Es ist schon traurig, wenn enttäuschende Unternehmensergebnisse eine Erleichterung bringen. Aber genau so ist der Bericht für das dritte Quartal von Fortress aufgenommen worden. Der von dem alternativen Asset Manager bevorzugte Maßstab für die Gewinne ist im dritten Quartal um 30 Prozent hinter den Schätzungen zurückgeblieben. Das ist in etwa der gleiche Fehlbetrag, den Blackstone am Montag eingestanden hat.

Und doch sind die Aktien von Fortress nicht in gleicher Weise in Mitleidenschaft gezogen worden wie die von Blackstone. Sie zogen am Dienstag an – wenn auch weniger stark als der Gesamtmarkt –, während die Titel von Blackstone immer noch um mehr als fünf Prozent unter ihrem Schlusskurs am Ende der vergangenen Woche gehandelt werden. Es hilft Fortress, dass sich ihre Situation und ihre Aussichten klarer darstellen, und das liegt teilweise auch an der Art und Weise, wie die Ergebnisvorlage gestaltet ist. Davon könnte sich Blackstone eine Scheibe abschneiden.

Es gibt einige Gründe, warum die Investoren von Fortress die von der Firma eingeschlagene Richtung leichter nachvollziehen können. Zum einen werden die Ergebnisse unkomplizierter dargestellt. Die Analysten konzentrieren sich auf das ausschüttungsfähige Ergebnis vor Steuern, das recht gut Aufschluss über den Cash Flow gibt. Blackstone zieht den wirtschaftlichen Nettogewinn als Messlatte vor, aber in diesem Punkt sind detaillierte Vergleiche mit vorhergehenden Zeiträumen schwierig, weil die Zahlen verbogen werden müssen, um die Struktur der Gesellschaft nach ihrem Börsengang widerzuspiegeln. Der Quartalsbericht von Fortress ist schon kompliziert genug, aber es ist noch schwerer, die Zahlen von Blackstone nach belastbaren Vergleichen zu durchkämmen.

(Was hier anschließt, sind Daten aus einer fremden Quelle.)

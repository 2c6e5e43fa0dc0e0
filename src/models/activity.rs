//! Viewing activity records.

use chrono::{DateTime, Utc};
use serde::{Deserialize, Serialize};

/// One normalized viewing event.
///
/// `(platform_id, title, watched_at)` identifies the event. Writing a second
/// record with the same key refreshes the duration, episode, thumbnail and
/// genre fields instead of adding a row.
#[derive(Debug, Clone, PartialEq, Eq, Serialize, Deserialize)]
pub struct ActivityRecord {
    pub platform_id: i32,
    pub title: String,
    /// Episode or context label (e.g. "Season 1: Chapter One", "S01E05").
    #[serde(default, skip_serializing_if = "Option::is_none")]
    pub episode_info: Option<String>,
    pub watched_at: DateTime<Utc>,
    pub duration_minutes: i32,
    #[serde(default, skip_serializing_if = "Option::is_none")]
    pub thumbnail_url: Option<String>,
    #[serde(default, skip_serializing_if = "Option::is_none")]
    pub genre: Option<String>,
}

impl ActivityRecord {
    /// Create a record with no thumbnail or genre.
    pub fn new(
        platform_id: i32,
        title: impl Into<String>,
        episode_info: Option<String>,
        watched_at: DateTime<Utc>,
        duration_minutes: i32,
    ) -> Self {
        Self {
            platform_id,
            title: title.into(),
            episode_info: episode_info.filter(|e| !e.is_empty()),
            watched_at,
            duration_minutes,
            thumbnail_url: None,
            genre: None,
        }
    }

    /// Episode label, empty when absent.
    pub fn episode_label(&self) -> &str {
        self.episode_info.as_deref().unwrap_or("")
    }
}

/// An activity record as read back from the store.
#[derive(Debug, Clone, Serialize, Deserialize)]
pub struct StoredActivity {
    pub id: i32,
    #[serde(flatten)]
    pub record: ActivityRecord,
    pub created_at: DateTime<Utc>,
}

Zum zweiten ist bei Fortress ein kleinerer Anteil der Vermögenswerte in Private Equity und Immobilien angelegt, und die Firma stellt ihre anderen Hedge Fonds-Bereiche gesondert dar. Da ein geringerer Anteil des Einkommensstroms mit Geschäftsbereichen zusammenhängt, die stark von der Kreditkrise beeinflusst werden, können die Investoren das Risiko besser eingrenzen als bei Blackstone. Auch hier profitiert Fortress von einer offeneren Darstellung der Vergleiche mit früheren Zeiträumen.

Natürlich ist Fortress auch schon ein wenig länger notiert, so dass die Investoren vielleicht mehr Erfahrung darin haben, Probleme vorwegzunehmen. Und die Ergebnisse machen wohl auch deutlich, dass Fortress in geringerem Ausmaß mit Problemkrediten zu tun hat, als einige Anleger befürchtet hatten. Gemessen an einigen Kriterien – zum Beispiel am Marktwert als Prozentsatz des Gebühren tragenden verwalteten Vermögens – wird Blackstone immer noch mit einem Aufschlag gegenüber Fortress bewertet und spiegelt damit vielleicht die stärkeren langfristigen Wachstumsaussichten wider. Aber eine Lektion aus den unterschiedlichen Reaktionen des Marktes auf die Quartalsberichte in dieser Woche ist, dass die Investoren Klarheit zu schätzen wissen. Wenn sie weiterhin so fühlen, könnte sich die Bewertungskluft schließen.